In our experience, patients with smell loss can be identified only by objective means, using a quantitative technique to define their pathologic abnormalities. Only through the use of objective techniques can patients with hyposmia be identified, their symptoms quantified, and their treatment followed. We think that functional techniques that are currently best understood and used by neuroradiologists are the methods that are best used to perform this task. Although currently available techniques will require further development, only through these methods can this important, common, but hidden clinical problem no longer be obscure. Just as development of blood sugar tests served to identify and characterize patients with diabetes, we think that the use of one or several of these techniques can serve to identify and characterize patients with hyposmia.
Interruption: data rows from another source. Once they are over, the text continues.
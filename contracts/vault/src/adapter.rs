//! External calls: the lending pool adapter and typed token helpers.
//!
//! The pool follows the Aave-style supply/withdraw model. Supplying credits
//! the vault with a rebasing receipt token whose balance grows as interest
//! accrues; that balance is the value of the external position. It is read
//! fresh at every point of use and never stored.
//!
//! Every call leaving the vault goes through a `try_` client, so a failing
//! token or pool surfaces as a [`VaultError`] instead of a foreign error.

use soroban_sdk::{
    auth::{ContractContext, InvokerContractAuthEntry, SubContractInvocation},
    contractclient, contracttype, log, token, vec, Address, Env, IntoVal, Symbol,
};

use crate::errors::VaultError;
use crate::storage;

/// Referral code passed on every supply. The vault has no referral program.
pub(crate) const REFERRAL_CODE: u32 = 0;

/// Reserve metadata published by the lending pool for an asset.
#[contracttype]
#[derive(Clone, Debug, Eq, PartialEq)]
pub struct ReserveData {
    /// Token minted to suppliers; its balance is the position value.
    pub receipt_token: Address,
    /// Current supply rate, informational only.
    pub current_liquidity_rate: i128,
}

#[contractclient(name = "LendingPoolClient")]
pub trait LendingPool {
    /// Pulls `amount` of `asset` from `from` and credits `on_behalf_of`.
    fn supply(
        env: Env,
        from: Address,
        asset: Address,
        amount: i128,
        on_behalf_of: Address,
        referral_code: u32,
    );

    /// Reduces `from`'s position and sends up to `amount` to `to`.
    /// Returns what was actually sent.
    fn withdraw(env: Env, from: Address, asset: Address, amount: i128, to: Address) -> i128;

    fn reserve_data(env: Env, asset: Address) -> ReserveData;
}

/// Balance of `id` in `token`.
pub fn token_balance(env: &Env, token: &Address, id: &Address) -> Result<i128, VaultError> {
    match token::Client::new(env, token).try_balance(id) {
        Ok(Ok(balance)) if balance >= 0 => Ok(balance),
        _ => {
            log!(env, "token balance read failed");
            Err(VaultError::AdapterOperationFailed)
        }
    }
}

/// Moves `amount` of `token` from `from` to `to`.
///
/// A sender holding less than `amount` fails with `InsufficientLiquidity`;
/// any other failure of the token contract with `AdapterOperationFailed`.
pub fn token_transfer(
    env: &Env,
    token: &Address,
    from: &Address,
    to: &Address,
    amount: i128,
) -> Result<(), VaultError> {
    let held = token_balance(env, token, from)?;
    if held < amount {
        log!(env, "transfer of {} exceeds sender balance {}", amount, held);
        return Err(VaultError::InsufficientLiquidity);
    }
    match token::Client::new(env, token).try_transfer(from, to, &amount) {
        Ok(Ok(())) => Ok(()),
        _ => {
            log!(env, "token transfer of {} failed", amount);
            Err(VaultError::AdapterOperationFailed)
        }
    }
}

/// Asks the pool for the receipt token of `asset`. Called once, at
/// initialization.
pub fn discover_receipt_token(
    env: &Env,
    lending_pool: &Address,
    asset: &Address,
) -> Result<Address, VaultError> {
    match LendingPoolClient::new(env, lending_pool).try_reserve_data(asset) {
        Ok(Ok(data)) => Ok(data.receipt_token),
        _ => {
            log!(env, "reserve_data lookup failed");
            Err(VaultError::AdapterOperationFailed)
        }
    }
}

pub struct YieldAdapter<'a> {
    env: &'a Env,
    asset: Address,
    lending_pool: Address,
    receipt_token: Address,
}

impl<'a> YieldAdapter<'a> {
    pub fn load(env: &'a Env) -> Result<Self, VaultError> {
        Ok(Self {
            env,
            asset: storage::read_asset(env)?,
            lending_pool: storage::read_lending_pool(env)?,
            receipt_token: storage::read_receipt_token(env)?,
        })
    }

    pub fn asset(&self) -> &Address {
        &self.asset
    }

    /// The vault's own balance of the underlying asset.
    pub fn asset_balance(&self) -> Result<i128, VaultError> {
        token_balance(self.env, &self.asset, &self.env.current_contract_address())
    }

    /// Present value of the external position.
    pub fn current_value(&self) -> Result<i128, VaultError> {
        let receipt = token::Client::new(self.env, &self.receipt_token);
        match receipt.try_balance(&self.env.current_contract_address()) {
            Ok(Ok(value)) if value >= 0 => Ok(value),
            _ => {
                log!(self.env, "receipt token balance read failed");
                Err(VaultError::AdapterOperationFailed)
            }
        }
    }

    /// Supplies `amount` of the underlying to the pool.
    pub fn deploy(&self, amount: i128) -> Result<(), VaultError> {
        if amount <= 0 {
            return Ok(());
        }
        let vault = self.env.current_contract_address();

        // the pool pulls the funds itself, one level below our call
        self.env.authorize_as_current_contract(vec![
            self.env,
            InvokerContractAuthEntry::Contract(SubContractInvocation {
                context: ContractContext {
                    contract: self.asset.clone(),
                    fn_name: Symbol::new(self.env, "transfer"),
                    args: (vault.clone(), self.lending_pool.clone(), amount).into_val(self.env),
                },
                sub_invocations: vec![self.env],
            }),
        ]);

        let pool = LendingPoolClient::new(self.env, &self.lending_pool);
        match pool.try_supply(&vault, &self.asset, &amount, &vault, &REFERRAL_CODE) {
            Ok(Ok(())) => Ok(()),
            _ => {
                log!(self.env, "supply of {} to lending pool failed", amount);
                Err(VaultError::AdapterOperationFailed)
            }
        }
    }

    /// Withdraws up to `amount` from the pool into the reserve.
    ///
    /// Returns the amount that actually arrived, measured on the vault's own
    /// balance rather than taken from the pool's reply.
    pub fn recall(&self, amount: i128) -> Result<i128, VaultError> {
        if amount <= 0 {
            return Ok(0);
        }
        let vault = self.env.current_contract_address();
        let before = self.asset_balance()?;

        let pool = LendingPoolClient::new(self.env, &self.lending_pool);
        let reported = match pool.try_withdraw(&vault, &self.asset, &amount, &vault) {
            Ok(Ok(reported)) => reported,
            _ => {
                log!(self.env, "withdraw of {} from lending pool failed", amount);
                return Err(VaultError::AdapterOperationFailed);
            }
        };

        let received = self
            .asset_balance()?
            .checked_sub(before)
            .filter(|received| *received >= 0)
            .ok_or(VaultError::AdapterOperationFailed)?;
        if received != reported {
            log!(self.env, "pool reported {} but {} arrived", reported, received);
        }
        Ok(received)
    }
}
Precise identification and localization of the abnormalities in the olfactory pathways will help to further define the nature of the pathologic abnormality and to evaluate the results of therapy. These tests are now available in the hands of qualified neuroradiologists and can be used to identify these patients. This effort opens a new and valuable large group of patients for neuroradiologists to study. Application of these new techniques will further the usefulness of neuroradiology in the practice of medical science.